Hadoop pioneer and big data expert, Stefan Groschupf, discussed this in a recent webinar titled – The Everchanging Hadoop Ecosystem. What does it mean for you?

Stefan had been involved with the development of Hadoop from the early days, first as an engineer and data scientist and, more recently, as CEO of big data discovery platform, Datameer.

The Hadoop ecosystem is based on an open-source framework with commercial variations available from various vendors. the framework consists of multiple components that can, very simplistically, be described as various engines for executing analyses in different ways.

What is the best computing engine within Hadoop?

One of the earliest and most commonly used is MapReduce – an approach for processing and generating large data sets on parallel, distributed clusters. For sheer computing power at a relatively low cost, MapReduce is hard to beat.

But no single computing framework is ideal for every analytic task.

That’s why many big data solutions focus on specific computation frameworks that meet different needs – for example:

  • In-memory machine learning or stream processing frameworks
  • Proprietary in-memory software, where data is analyzed outside the Hadoop ecosystem
  • Large-scale data analytics frameworks, where the analysis must be distributed across a cluster
  • Small data analytics/BI platforms, where the analysis must be done on a single, high-memory machine

Computing engines, such as Spark, Mahout, YARN, Tez, and many more, meet specific analytics needs but may be poor at others.

This is where the real challenge, complexity and cost of Hadoop is hidden.

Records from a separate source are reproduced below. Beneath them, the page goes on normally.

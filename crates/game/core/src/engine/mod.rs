//! Game controller: the state machine that owns a whole skirmish.
//!
//! The [`Game`] aggregate exclusively owns its players, board, action queue
//! and history; cells are addressed by coordinate so there are no back
//! references between entities. Lifecycle:
//!
//! ```text
//! NotStarted --start--> Active --stop / turn limit--> Ended
//! ```
//!
//! There is no way back from `Ended`; a new game must be constructed.

mod errors;
mod snapshot;
mod turns;

pub use errors::{PlaceError, TurnError};
pub use snapshot::{GameSnapshot, SnapshotError};
pub use turns::TurnReport;

use std::fmt;
use std::sync::Arc;

use crate::action::{ActionQueue, ActionRecord};
use crate::config::{ConfigError, GameConfig};
use crate::env::{PcgRng, RngOracle, compute_seed};
use crate::state::{BoardState, Faction, Layer, PlayerEntity, PlayerId, Position, parse_pseudo};

/// Lifecycle state of a [`Game`].
#[derive(Clone, Copy, Debug, PartialEq, Eq, Hash, Default, strum::Display, strum::AsRefStr)]
#[cfg_attr(feature = "serde", derive(serde::Serialize, serde::Deserialize))]
#[strum(serialize_all = "snake_case")]
pub enum GameStatus {
    #[default]
    NotStarted,
    Active,
    Ended,
}

/// A single skirmish: players, double-buffered board, pending intents and history.
#[derive(Clone)]
pub struct Game {
    config: GameConfig,
    seed: u64,
    /// Number of successful placements, mixed into each placement seed.
    placements: u64,
    rng: Arc<dyn RngOracle>,
    status: GameStatus,
    current_turn: u32,
    players: Vec<PlayerEntity>,
    board: BoardState,
    queue: ActionQueue,
    history: Vec<ActionRecord>,
}

impl Game {
    /// Creates a game with seed `0` and the default PCG oracle.
    pub fn new(config: GameConfig) -> Result<Self, ConfigError> {
        Self::with_seed(config, 0)
    }

    /// Creates a game whose placements are reproducible from `seed`.
    pub fn with_seed(config: GameConfig, seed: u64) -> Result<Self, ConfigError> {
        Self::with_rng(config, seed, Arc::new(PcgRng))
    }

    /// Creates a game with a custom placement oracle.
    pub fn with_rng(
        config: GameConfig,
        seed: u64,
        rng: Arc<dyn RngOracle>,
    ) -> Result<Self, ConfigError> {
        config.validate()?;
        Ok(Self {
            config,
            seed,
            placements: 0,
            rng,
            status: GameStatus::NotStarted,
            current_turn: 0,
            players: Vec::new(),
            board: BoardState::new(config.width, config.height),
            queue: ActionQueue::new(),
            history: Vec::new(),
        })
    }

    // ===== accessors =====

    pub fn config(&self) -> &GameConfig {
        &self.config
    }

    pub fn seed(&self) -> u64 {
        self.seed
    }

    pub fn status(&self) -> GameStatus {
        self.status
    }

    /// True while the game is `Active`.
    pub fn is_started(&self) -> bool {
        self.status == GameStatus::Active
    }

    pub fn current_turn(&self) -> u32 {
        self.current_turn
    }

    pub fn turn_limit(&self) -> u32 {
        self.config.turn_limit
    }

    pub fn players(&self) -> &[PlayerEntity] {
        &self.players
    }

    pub fn player(&self, id: PlayerId) -> Option<&PlayerEntity> {
        self.index_of(id).map(|index| &self.players[index])
    }

    pub fn board(&self) -> &BoardState {
        &self.board
    }

    /// Owned copy of the committed layer, row-major.
    pub fn current_layer(&self) -> Vec<Faction> {
        self.board.layer(Layer::Current).to_vec()
    }

    pub fn history(&self) -> &[ActionRecord] {
        &self.history
    }

    pub fn pending_actions(&self) -> &ActionQueue {
        &self.queue
    }

    /// Number of players of `faction` still in play.
    pub fn living(&self, faction: Faction) -> usize {
        self.players
            .iter()
            .filter(|player| player.faction == faction && player.is_active())
            .count()
    }

    fn index_of(&self, id: PlayerId) -> Option<usize> {
        let index = id.0 as usize;
        (index < self.players.len()).then_some(index)
    }

    // ===== player management =====

    /// Adds a player without placing it. Only legal before `start`.
    pub fn attach(
        &mut self,
        pseudo: &str,
        faction: Faction,
        sight_distance: u32,
    ) -> Result<PlayerId, PlaceError> {
        if self.status != GameStatus::NotStarted {
            return Err(match self.status {
                GameStatus::Ended => PlaceError::GameEnded,
                _ => PlaceError::AlreadyStarted,
            });
        }
        let player = self.new_player(pseudo, faction, sight_distance)?;
        let id = player.id;
        self.players.push(player);
        tracing::debug!(player = %id, %faction, "attached player");
        Ok(id)
    }

    /// Places an attached player on a random empty cell.
    pub fn place_player(&mut self, id: PlayerId) -> Result<Position, PlaceError> {
        if self.status == GameStatus::Ended {
            return Err(PlaceError::GameEnded);
        }
        let index = self.index_of(id).ok_or(PlaceError::UnknownPlayer(id))?;
        if self.players[index].is_placed() {
            return Err(PlaceError::AlreadyPlaced(id));
        }

        let seed = compute_seed(self.seed, self.placements, id.0, 0);
        let position = self
            .board
            .place(&mut self.players[index], self.rng.as_ref(), seed)?;
        self.placements += 1;

        tracing::debug!(player = %id, %position, "placed player");
        Ok(position)
    }

    /// Creates a player and places it in one step.
    ///
    /// Legal before and during play. On failure no player is attached and the
    /// board is unchanged.
    pub fn place(
        &mut self,
        pseudo: &str,
        faction: Faction,
        sight_distance: u32,
    ) -> Result<PlayerId, PlaceError> {
        if self.status == GameStatus::Ended {
            return Err(PlaceError::GameEnded);
        }
        let mut player = self.new_player(pseudo, faction, sight_distance)?;
        let id = player.id;

        let seed = compute_seed(self.seed, self.placements, id.0, 0);
        let position = self.board.place(&mut player, self.rng.as_ref(), seed)?;
        self.placements += 1;
        self.players.push(player);

        tracing::debug!(player = %id, %faction, %position, "placed new player");
        Ok(id)
    }

    fn new_player(
        &self,
        pseudo: &str,
        faction: Faction,
        sight_distance: u32,
    ) -> Result<PlayerEntity, PlaceError> {
        let pseudo = parse_pseudo(pseudo).ok_or(PlaceError::InvalidPseudo)?;
        if faction.is_empty() {
            return Err(PlaceError::InvalidFaction);
        }
        if sight_distance == 0 {
            return Err(PlaceError::InvalidSightDistance);
        }
        if self.players.len() >= self.config.max_players as usize {
            return Err(PlaceError::GameFull {
                max_players: self.config.max_players,
            });
        }

        let id = PlayerId(self.players.len() as u32);
        Ok(PlayerEntity::new(id, pseudo, faction, sight_distance))
    }
}

impl fmt::Debug for Game {
    fn fmt(&self, f: &mut fmt::Formatter<'_>) -> fmt::Result {
        f.debug_struct("Game")
            .field("config", &self.config)
            .field("seed", &self.seed)
            .field("status", &self.status)
            .field("current_turn", &self.current_turn)
            .field("players", &self.players)
            .field("queue", &self.queue)
            .field("history_len", &self.history.len())
            .finish_non_exhaustive()
    }
}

  1. Traditionally, Hadoop has required API calls to be written using low-level code – JAVA, R or Python are common – to load, integrate, prepare, analyse and visualize data.
  2. Low-level code implies (scarce/expensive) technical resources and long development cycles. Early Hadoop deployments ran over similar periods to traditional data warehousing developments – 6, 12, even 18 months or more before the real value was shown.
  3. Code does not adapt to changes in the platform. Newer versions of the widely used Mahout machine learning engine, for example, use a completely different API too early versions. This means that engineers need to redevelop all their Mahout code in order to upgrade to newer versions of Hadoop.
  4. Code does not cater to emerging (or failing) computing engines. Last year, for example, Apache Spark was being touted as the next big thing – offering superior performance to MapReduce for certain analytics jobs. Now, newer components, such as Flink, are proving to be much quicker than Spark. Having spent 8 months redeveloping your MapReduce code to run on Spark, do you really want to go through that pain and expense again to take advantage of Flink? Only to find that it too may have a limited shelf life?
  5. The best framework for development may not be the best for production. Factors such as the size of the data set, the number of Hadoop nodes available, and even the type of analysis mean that different engines may perform better in development (against a smaller sample data set, or on fewer nodes) while another engine may perform best in production. Data scientists that cannot code for this complexity waste time and resources.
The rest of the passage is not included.